__Supplied material__
• • • • • • •

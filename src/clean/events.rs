//! Structured progress events emitted by the cleaner

use std::io;
use std::path::PathBuf;

use serde::Serialize;

use super::patterns::ArtifactKind;

/// Something the cleaner did or decided, in traversal order.
#[derive(Debug, Clone, PartialEq, Eq, Serialize)]
#[serde(tag = "event", rename_all = "snake_case")]
pub enum CleanEvent {
    /// Only emitted in verbose mode.
    EnteringDirectory { path: PathBuf },
    /// Emitted just before the file is unlinked.
    Deleting { path: PathBuf, kind: ArtifactKind },
    /// Pretend mode: the file would have been deleted.
    WouldDelete { path: PathBuf, kind: ArtifactKind },
    /// The file was in use and was left in place.
    Busy { path: PathBuf },
    MissingRoot { path: PathBuf },
    NotADirectory { path: PathBuf },
    /// The walk of `root` stopped on an unrecovered error.
    Aborted { root: PathBuf, message: String },
}

impl CleanEvent {
    /// Warnings are the events that did not go as planned.
    pub fn is_warning(&self) -> bool {
        matches!(
            self,
            Self::Busy { .. }
                | Self::MissingRoot { .. }
                | Self::NotADirectory { .. }
                | Self::Aborted { .. }
        )
    }
}

/// Receives cleaner events as they happen.
pub trait CleanOutput {
    fn event(&mut self, event: &CleanEvent) -> io::Result<()>;
}

/// Collects events, mostly for tests.
impl CleanOutput for Vec<CleanEvent> {
    fn event(&mut self, event: &CleanEvent) -> io::Result<()> {
        self.push(event.clone());
        Ok(())
    }
}
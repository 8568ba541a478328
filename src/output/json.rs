//! JSON lines output

use std::io::{self, Write};

use serde::Serialize;

use crate::clean::{CleanEvent, CleanOutput};

/// Writes one compact JSON object per line.
pub struct JsonLines<W: Write> {
    out: W,
}

impl JsonLines<io::Stdout> {
    pub fn stdout() -> Self {
        Self::new(io::stdout())
    }
}

impl<W: Write> JsonLines<W> {
    pub fn new(out: W) -> Self {
        Self { out }
    }

    pub fn write<T: Serialize>(&mut self, value: &T) -> io::Result<()> {
        serde_json::to_writer(&mut self.out, value).map_err(io::Error::other)?;
        writeln!(self.out)
    }

    pub fn flush(&mut self) -> io::Result<()> {
        self.out.flush()
    }

    pub fn into_inner(self) -> W {
        self.out
    }
}

impl<W: Write> CleanOutput for JsonLines<W> {
    fn event(&mut self, event: &CleanEvent) -> io::Result<()> {
        self.write(event)
    }
}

• • • • • • •

__Task item__
Copy out the entire listing word for word. Keep every line as it is.

__Final answer__
filename src/clean/events.rs
//! Structured progress events emitted by the cleaner

use std::io;
use std::path::PathBuf;

use serde::Serialize;

use super::patterns::ArtifactKind;

/// Something the cleaner did or decided, in traversal order.
#[derive(Debug, Clone, PartialEq, Eq, Serialize)]
#[serde(tag = "event", rename_all = "snake_case")]
pub enum CleanEvent {
    /// Only emitted in verbose mode.
    EnteringDirectory { path: PathBuf },
    /// Emitted just before the file is unlinked.
    Deleting { path: PathBuf, kind: ArtifactKind },
    /// Pretend mode: the file would have been deleted.
    WouldDelete { path: PathBuf, kind: ArtifactKind },
    /// The file was in use and was left in place.
    Busy { path: PathBuf },
    MissingRoot { path: PathBuf },
    NotADirectory { path: PathBuf },
    /// The walk of `root` stopped on an unrecovered error.
    Aborted { root: PathBuf, message: String },
}

impl CleanEvent {
    /// Warnings are the events that did not go as planned.
    pub fn is_warning(&self) -> bool {
        matches!(
            self,
            Self::Busy { .. }
                | Self::MissingRoot { .. }
                | Self::NotADirectory { .. }
                | Self::Aborted { .. }
        )
    }
}

/// Receives cleaner events as they happen.
pub trait CleanOutput {
    fn event(&mut self, event: &CleanEvent) -> io::Result<()>;
}

/// Collects events, mostly for tests.
impl CleanOutput for Vec<CleanEvent> {
    fn event(&mut self, event: &CleanEvent) -> io::Result<()> {
        self.push(event.clone());
        Ok(())
    }
}
repository 8568ba541a478328
filename src/output/json.rs
//! JSON lines output

use std::io::{self, Write};

use serde::Serialize;

use crate::clean::{CleanEvent, CleanOutput};

/// Writes one compact JSON object per line.
pub struct JsonLines<W: Write> {
    out: W,
}

impl JsonLines<io::Stdout> {
    pub fn stdout() -> Self {
        Self::new(io::stdout())
    }
}

impl<W: Write> JsonLines<W> {
    pub fn new(out: W) -> Self {
        Self { out }
    }

    pub fn write<T: Serialize>(&mut self, value: &T) -> io::Result<()> {
        serde_json::to_writer(&mut self.out, value).map_err(io::Error::other)?;
        writeln!(self.out)
    }

    pub fn flush(&mut self) -> io::Result<()> {
        self.out.flush()
    }

    pub fn into_inner(self) -> W {
        self.out
    }
}

impl<W: Write> CleanOutput for JsonLines<W> {
    fn event(&mut self, event: &CleanEvent) -> io::Result<()> {
        self.write(event)
    }
}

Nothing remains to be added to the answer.